Galicia, recluida entre los mares bravíos y las más ancianas de las montañas europeas. Y, entre sus montes el campo de estrellas, o el compost alquímico, o el composition ela (es decir, zona de enterramientos), o el quién sabe de la mágica Compostela, con veinte siglos de leyendas, con un camino supuesto a unas reliquias de incierto origen y dudoso reconocimiento que quizá sólo cobran sentido si se comprenden como sitas a tan sólo una jornada más de peregrinaje del inmenso océano Atlántico, allá en la que se conocía como la tierra del fin del mundo, el cabo donde la tierra se ahogaba en la plataforma del mar tenebroso que daba y quitaba la vida. Descendiendo del Monte Facho donde la arqueología desvela la incierta y magnificente Dugium, insignia urbana de los nerios celtas con su castro amurallado de la edad de hierro, absorbida por las legiones romanas para instaurar allí, restaurando el rito caldeo, su Aras Solís, su altar al sol, en la población que la lluvia sumergió por castigo divino, donde el ciclo de la leyenda se muerde la cola y el mito del arca y la leyenda judeocristiana se ve de nuevo velada por el sincretismo. Allá en el extremo de la tierra, donde el peregrino debía llegar para contemplando el oeste morir como el sol muere, perdiéndose en la profundidad del océano, morir para renacer al alba como un nuevo ser.
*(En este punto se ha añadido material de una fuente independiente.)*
//! disttest - sample runner
//!
//! Runs the built-in sample definitions through the test execution engine,
//! either in-process or sharded across concurrent workers.
//!
//! ## Usage
//!
//! ```bash
//! # Run locally with verbose console output
//! disttest run --verbose
//!
//! # Shard across 3 workers with a 60s bound and a JSON run log
//! disttest run --mode distributed --nodes 3 --timeout 60 --json-log
//!
//! # Load settings from a file, print the final result as JSON
//! disttest run --config runner.yaml --format json-pretty
//!
//! # List registered definitions
//! disttest list
//! ```

use anyhow::{Context, Result};
use clap::Parser;
use tracing::info;

mod cli;

use cli::Args;
use disttest::config::{JsonLogConfig, RunMode, RunnerConfig};
use disttest::output::{OutputFormat, ResultFormatter};
use disttest::utils::{init_logger, LogLevel};
use disttest::{samples, ConsoleReporter, JsonLogger, TestRunner};

#[tokio::main]
async fn main() -> Result<()> {
    let args = Args::parse();

    match args.command {
        cli::Command::Run(ref run_args) => {
            let config = build_config(&args, run_args)?;
            init_logger(config.log_level.parse::<LogLevel>()?);

            let code = run(&config, run_args.format.as_deref()).await?;
            std::process::exit(code);
        }
        cli::Command::List => {
            list_definitions();
        }
    }

    Ok(())
}

/// Merge the config file (if any) with command-line overrides
fn build_config(args: &Args, run_args: &cli::RunArgs) -> Result<RunnerConfig> {
    let mut config = match &run_args.config {
        Some(path) => RunnerConfig::load(path)
            .with_context(|| format!("Failed to load config {}", path.display()))?,
        None => RunnerConfig::default(),
    };

    if let Some(mode) = &run_args.mode {
        config.mode =
            RunMode::from_str(mode).ok_or_else(|| anyhow::anyhow!("Unknown mode: {mode}"))?;
    }
    if let Some(nodes) = run_args.nodes {
        config.nodes = nodes;
    }
    if let Some(timeout) = run_args.timeout {
        config.timeout_secs = timeout;
    }
    if run_args.json_log {
        config.json_log = Some(JsonLogConfig {
            log_dir: run_args.log_dir.clone(),
            ..JsonLogConfig::default()
        });
    }
    if run_args.no_progress {
        config.show_progress = false;
    }
    if let Some(level) = &args.log_level {
        config.log_level = level.clone();
    }
    config.verbose |= args.verbose;

    config.validate()?;
    Ok(config)
}

async fn run(config: &RunnerConfig, format: Option<&str>) -> Result<i32> {
    let mut runner = TestRunner::from_config(config);
    runner.add_definitions(samples::all())?;
    runner.add_plugin(ConsoleReporter::new(config.verbose).show_progress(config.show_progress));

    if let Some(json_log) = &config.json_log {
        let mut logger = JsonLogger::new(&json_log.log_dir);
        if let Some(name) = &json_log.log_name {
            logger = logger.with_log_name(name);
        }
        runner.add_plugin(logger);
    }

    info!(
        "Running {} in {:?} mode ({} plugins)",
        config.suite_name,
        config.mode,
        runner.plugin_count()
    );

    let result = runner.run_configured(config).await?;

    if let Some(format) = format {
        let format = OutputFormat::from_str(format)
            .ok_or_else(|| anyhow::anyhow!("Unknown output format: {format}"))?;
        println!("{}", ResultFormatter::new(format).format_result_set(&result));
    }

    runner.cleanup();
    Ok(result.summary().exit_code())
}

fn list_definitions() {
    println!("\nRegistered test definitions\n");
    println!("━━━━━━━━━━━━━━━━━━━━━━━━━━━━━━━━━━━━━━━━━━━━━━━━━━━━━━━━━━━━━━━━━━━━━━");

    let definitions = samples::all();
    let total: usize = definitions.iter().map(|d| d.method_count()).sum();

    for definition in &definitions {
        let hooks = definition.class_hooks();
        let marker = if hooks.has_class_setup || hooks.has_class_teardown {
            " [class hooks]"
        } else {
            ""
        };
        println!("\n{}{}:", definition.name(), marker);
        for method in definition.method_names() {
            println!("  - {method}");
        }
    }

    println!("\n━━━━━━━━━━━━━━━━━━━━━━━━━━━━━━━━━━━━━━━━━━━━━━━━━━━━━━━━━━━━━━━━━━━━━━");
    println!("{} definitions, {} test methods\n", definitions.len(), total);
}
En Galicia se conservarán ajenos al hombre los ritos, pervivirá el más antiguo de los conocidos cultos al fuego, de origen y razón ignotos en el que de nuevo se completa el ciclo crédulo de los hombres, sintetizando el trisquel, triskell o trisquele celta. La espiral lobulada a su vez en tres espirales o formas ahusadas, la conexión mística de la tierra, el agua y el fuego. Para combatir las enfermedades, los embrujos, el mal de ojo, los meigallos o quizá tan sólo para contentar el alma las noches de frío con la fuerza del alcohol. La tierra imbuida y presente en la cerámica del cuenco de barro al que han dado causa aristotélica final las manos desnudas del hombre; el agua como símbolo de la entrega de los frutos de la tierra, la fuerza escondida en los restos de la uva para el vino una vez fermentados, el enlace ritual que habrá de unir al hombre con el suelo de sus ancestros, con su historia; el fuego que habrá de bailar libre en el barro, prendido en el aguardiente, el fuego que habrá de purificar el alma y calentar el cuerpo. La pócima escondida en el refugio del conjuro…
… Mouchos, coruxas, sapos e bruxas.
Demos, trasgos e diaños,
espritos das nevoadas veigas.
Corvos, pintigas e meigas,
feitizos das menciñeiras.
Podres cañotas furadas,
fogar dos vermes e alimañas.
Lume das santas Compañas.
Mal de ollo, negros meigallos,
cheiro dos mortos, tronos e raios.
Ouveo do can, pregón da morte…
Y así, en sus tierras de lujurioso verde se vivieron las leyendas.